Jeden Morgen wartete ich gespannt, denn ich wusste, bald würde ich die dumpfen Geräusche eines Motorrades hören, dessen Fahrer ich zutiefst bewunderte. „Bewunderte“ ist eigentlich nicht ganz der richtige Ausdruck. Vielmehr noch, es war eine ganz spezielle Liebe, die sich zwischen uns aufgebaut hatte. Er war nicht sehr groß und auch nicht umwerfend gut aussehend, aber er hatte das gewisse Etwas, was die Frauenherzen höher schlagen ließ. Seine dunklen Augen und die perfekt dazu passenden schwarzen Haare, welche unter seiner Pöstlermütze herausragten, machten ihn so verführerisch. Eigentlich hieß er Hans-Jakob, aber die Leute nannten ihn Jack. Jack war im Dorf der allseits beliebte Briefträger. Meist hatte er ein breites Lachen im Gesicht, machte gerne mal ein Schwätzchen mit den gelangweilten Hausfrauen und fuhr dann schnell wieder weiter, von Briefkasten zu Briefkasten.

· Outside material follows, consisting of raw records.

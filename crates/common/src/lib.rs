//! Shared configuration, storage handles and domain types for the alert dispatcher.

pub mod config;
pub mod db;
pub mod error;
pub mod text;
pub mod types;
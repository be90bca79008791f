use clap::{
    crate_authors, crate_description, crate_name, crate_version, Arg, ArgAction, Command,
};
use create_hgraph_app::{api, DEFAULT_PROJECT_NAME, DEFAULT_TEMPLATE_SOURCE};

// The CLI layer should only parse inputs and forward them to library code.
fn main() -> miette::Result<()> {
    let matches = Command::new(crate_name!())
        .about(crate_description!())
        .author(crate_authors!())
        .version(crate_version!())
        .arg(
            Arg::new("name")
                .help("Name of the project directory to create")
                .default_value(DEFAULT_PROJECT_NAME),
        )
        .arg(
            Arg::new("template")
                .short('t')
                .long("template")
                .help("Template source: a local directory or a git reference (gh:account/repo)")
                .default_value(DEFAULT_TEMPLATE_SOURCE),
        )
        .arg(
            Arg::new("dry-run")
                .long("dry-run")
                .help("Preview the files that would be created without writing anything")
                .action(ArgAction::SetTrue),
        )
        .arg(
            Arg::new("skip-install")
                .long("skip-install")
                .help("Skip installing npm dependencies")
                .action(ArgAction::SetTrue),
        )
        .arg(
            Arg::new("verbose")
                .short('v')
                .long("verbose")
                .help("Enable verbose output")
                .action(ArgAction::SetTrue),
        )
        .get_matches();

    let mut logger = env_logger::Builder::from_default_env();
    if matches.get_flag("verbose") {
        logger.filter_level(log::LevelFilter::Debug);
    }
    logger.init();

    let opts = api::CreateOptions {
        name: matches
            .get_one::<String>("name")
            .expect("name has a default")
            .clone(),
        template: matches
            .get_one::<String>("template")
            .expect("template has a default")
            .clone(),
        dry_run: matches.get_flag("dry-run"),
        skip_install: matches.get_flag("skip-install"),
    };

    api::create_app(&opts)?;

    Ok(())
}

So gegen 10 Uhr war er immer bei mir. Er gehörte einfach dazu, ohne ihn wäre es kein Morgen für mich gewesen. Damit ich ihn auch ja nicht verpasste, begab ich mich immer schon frühzeitig in den Garten – ging mit Herzklopfen auf und ab. Mein größter Traum war es, ihn einmal anzuknabbern. Aber leider hatte sich nie eine Gelegenheit dazu ergeben. Er schaute mich zwar immer lieb an und richtete ein paar nette Worte an mich, aber weiter als bis zum Briefkasten hin, der direkt an der Strasse stand, kam er nie. Wie oft träumte ich von ihm, von seinen Beinen und von seinem knackigen Po…
Schneller als erwartet erfüllten sich dann meine geheimsten Träume. An jenem Morgen war alles ein wenig anders. Zuerst war da seine Verspätung, welche mich noch unruhiger werden ließ. Erst um 10:55 Uhr drangen die vertrauten Motorengeräusche in meine Ohren und ich war urplötzlich hell wach. Diesmal fuhr er nicht gleich weiter, sondern stellte sein Motorrad am Tor ab, betätigte die Klingel und trat in den Garten ein. Mein Herz schlug höher und höher, da war sie nun, die Gelegenheit, von der ich so oft träumte. Vor lauter Aufregung wusste ich nicht, wie ich mich verhalten sollte – jetzt hatte ich Jack für mich. Sollte ich es jetzt tun oder noch warten. Er lief durch den Garten in Richtung Haus, da gab es kein Warten mehr. Das war der Augenblick, jetzt musste ich es tun, so eine Gelegenheit würde sich nicht so schnell wieder bieten. Zuerst duckte ich mich, mein Körper berührte dabei beinahe den Boden. Dann merkte ich wie es in mir zündete, ein Schub voll Energie durchdrang mich und katapultierte mich förmlich nach vorn. Meine Zähne blitzten dabei auf und aus meinem Rachen drang ein lautes Knurren. Es gab kein Zurückhalten mehr, da war nur noch ein Ziel – Jacks Waden. Mit weiten, schnellen Sprüngen rannte ich auf ihn los. Geistesgegenwärtig erkannte er sofort die Gefahr und versuchte wegzurennen. Aber es war zu spät für ihn. Genüsslich gruben sich meine Zähne in seine strammen Waden, all das was sich über Jahre in mir angestaut hatte, kam zum Vorschein. Wieso nur musste mich dieser Mann jeden Morgen mit Motorenlärm quälen, wieso musste er mich immer aufwecken, wenn ich friedlich im Garten lag und von Felix, dem Hund im übernächsten Haus in unserer Siedlung träumte. Jetzt konnte ich ihm alles heimzahlen, krrrrr, jetzt war ich am Drücker…
Meine Freude währte nicht lange, es gab ein riesen Geschrei. Die Nachbarn liefen zusammen, ich bekam einen Besenstiel auf meinem Haupt zu spüren und erwachte erst Stunden später mit einem gewaltigen Brummschädel wieder. Für lange Zeit gab es dann Hausarrest und mein Frauchen unternahm alles, damit ich nicht eingeschläfert werden musste.
Aber es hat sich gelohnt. Jack kommt nicht mehr. Der neue Briefträger heißt Josef, die Leute nennen ihn Joe. Er ist etwas gemächlicher als Jack es war und lässt mich schon mal bis 10:45 Uhr im Garten schlafen. So ab und zu wirft er mir sogar ein Wursträdchen über den Gartenzaun herein.
Der Joe ist richtig nett, möchte ihn so gerne mal anknabbern – wann wird sich wohl einmal die Gelegenheit dazu ergeben?